She hopes, prays, that this is all an act like they’d talked about, that Jessica hasn’t lost. She wants to protect her, has an impossible, desperate  _ need _ to protect her, but she can’t.

Everything after his pulling away is a blur; Jessica talking, Kilgrave walking toward her, Jessica  _ smiling _ and then – her final words, the words Trish has been dying to hear since they began all this.

“I love you,” she says, straight at Trish, and she knows they have, finally, succeeded.

She keeps her eyes open to watch him die, watches her hands twist his neck. In the end he goes down without fanfare; he dies like anyone else does, even though she expects his death to be bigger, to mean more.

In the end, he’s just a man; in the end, all that matters is he’s gone.
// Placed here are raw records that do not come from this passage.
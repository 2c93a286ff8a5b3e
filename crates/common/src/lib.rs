//! Common types for the X autopost workspace

mod error;
mod secret;

pub use error::{Error, Result};
pub use secret::Secret;
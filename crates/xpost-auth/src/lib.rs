//! X (Twitter) OAuth 2.0 authentication library
//!
//! Provides PKCE flow generation, the single-slot in-flight session store,
//! token exchange/refresh, and identity lookup for the autopost service. This
//! crate is a standalone library with no dependency on the service binary —
//! it can be tested and used independently.
//!
//! Authorization flow:
//! 1. Service calls `OAuthClient::begin_authorization()` and shows the URL
//! 2. User authorizes in a browser; the platform redirects to the callback
//! 3. Callback calls `OAuthClient::complete_authorization(code, state)`
//! 4. The returned `AuthorizedUser` is persisted by the credential store
//! 5. `OAuthClient::refresh()` obtains new tokens when a post hits a 401

pub mod client;
pub mod constants;
pub mod error;
pub mod pkce;
pub mod session;
pub mod token;

pub use client::{AuthorizedUser, OAuthClient, OAuthConfig, UserInfo};
pub use constants::*;
pub use error::{Error, Result};
pub use pkce::{build_authorization_url, compute_challenge, generate_verifier};
pub use session::{PkceSession, SessionSlot};
pub use token::{TokenPair, TokenResponse, basic_auth_header};
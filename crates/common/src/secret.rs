//! Secret wrapper for sensitive values
//!
//! The OAuth client secret passes through configuration loading and into the
//! Basic auth header builder. Wrapping it keeps it out of Debug output and
//! structured logs, and wipes the memory on drop.

use std::fmt;
use zeroize::Zeroize;

/// Sensitive value - redacted in Debug/Display/logs
pub struct Secret<T: Zeroize>(T);

impl<T: Zeroize> Secret<T> {
    /// Create a new secret value
    pub fn new(value: T) -> Self {
        Self(value)
    }

    /// Expose the inner value (use sparingly)
    pub fn expose(&self) -> &T {
        &self.0
    }
}

impl<T: Zeroize> fmt::Debug for Secret<T> {
    fn fmt(&self, f: &mut fmt::Formatter<'_>) -> fmt::Result {
        write!(f, "[REDACTED]")
    }
}

impl<T: Zeroize> fmt::Display for Secret<T> {
    fn fmt(&self, f: &mut fmt::Formatter<'_>) -> fmt::Result {
        write!(f, "[REDACTED]")
    }
}

impl<T: Zeroize> Drop for Secret<T> {
    fn drop(&mut self) {
        self.0.zeroize();
    }
}

impl<T: Zeroize + Clone> Clone for Secret<T> {
    fn clone(&self) -> Self {
        Self(self.0.clone())
    }
}
//! Workbook storage: credential vault and content queue
//!
//! A single JSON file models the tabular store backing the service: a
//! `credentials` table holding one row per authorized user, and named
//! `channels` holding candidate post texts. All writes go through an async
//! Mutex and an atomic temp-file + rename, so overlapping triggers cannot
//! corrupt the file.
//!
//! The credentials table may be absent (reads fail with `StoreUnavailable`
//! until the first authorization provisions it). Content channels are
//! auto-provisioned with sample entries on first access.

pub mod content;
pub mod error;
pub mod workbook;

pub use content::{HeaderMode, filter_contents};
pub use error::{Error, Result};
pub use workbook::{Credential, Workbook};
//! Platform endpoint constants
//!
//! Default endpoints for the X (Twitter) v2 API. The base URLs are
//! configuration (overridable for tests against a local mock server); the
//! paths under them are fixed by the platform. The client id and secret are
//! operator configuration, never constants.

/// Default authorization page URL (browser-facing)
pub const DEFAULT_AUTHORIZE_URL: &str = "https://twitter.com/i/oauth2/authorize";

/// Default API base URL (token endpoint, identity lookup, publishing)
pub const DEFAULT_API_URL: &str = "https://api.twitter.com";

/// Token endpoint path for code exchange and token refresh
pub const TOKEN_PATH: &str = "/2/oauth2/token";

/// Identity lookup path (`GET`, Bearer auth)
pub const USERS_ME_PATH: &str = "/2/users/me";

/// Publish endpoint path (`POST`, Bearer auth, JSON body)
pub const TWEETS_PATH: &str = "/2/tweets";

/// OAuth scopes requested during authorization.
/// `offline.access` is required: without it the platform issues no refresh
/// token and expired users would have to re-authorize by hand.
pub const DEFAULT_SCOPES: &str = "tweet.read tweet.write users.read offline.access";
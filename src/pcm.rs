//! Small helpers for moving between raw PCM bytes and 16-bit samples.

/// Convert little-endian PCM bytes into 16-bit samples.
///
/// A trailing odd byte (possible only on a final partial chunk) is dropped.
pub fn samples_from_bytes(bytes: &[u8]) -> Vec<i16> {
    bytes
        .chunks_exact(2)
        .map(|pair| i16::from_le_bytes([pair[0], pair[1]]))
        .collect()
}

/// Split one interleaved stereo buffer into separate left/right buffers of
/// `frames` samples each: `left[i] = samples[2i]`, `right[i] = samples[2i+1]`.
///
/// Only used when the caller requests planar encoding for stereo input; mono
/// and interleaved stereo go to the engine untouched.
pub fn deinterleave(samples: &[i16], frames: usize) -> (Vec<i16>, Vec<i16>) {
    debug_assert!(samples.len() >= frames * 2);

    let mut left = Vec::with_capacity(frames);
    let mut right = Vec::with_capacity(frames);

    for pair in samples.chunks_exact(2).take(frames) {
        left.push(pair[0]);
        right.push(pair[1]);
    }

    (left, right)
}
It takes her a second past the point of his death to start moving but then she’s racing toward Jessica, grabbing her in the tightest hug she can manage and sobbing out a breath against her arm.

“I wouldn’t have let him take you,” Jessica tells her, arms tight and protective around her. Her voice is low and even. If it were anyone else, Trish would worry about her, but she’s finally lost that slightly scared edge and for that she’s grateful.

“I know,” Trish tells her.

“Never,” Jessica says, pulling back, and it’s then that they hear the sirens, see the red and blue lights.

“Don’t go,” Trish begs, holding onto her hand tight, and then aims her, “Don’t take her away from me,” at the officers who step up.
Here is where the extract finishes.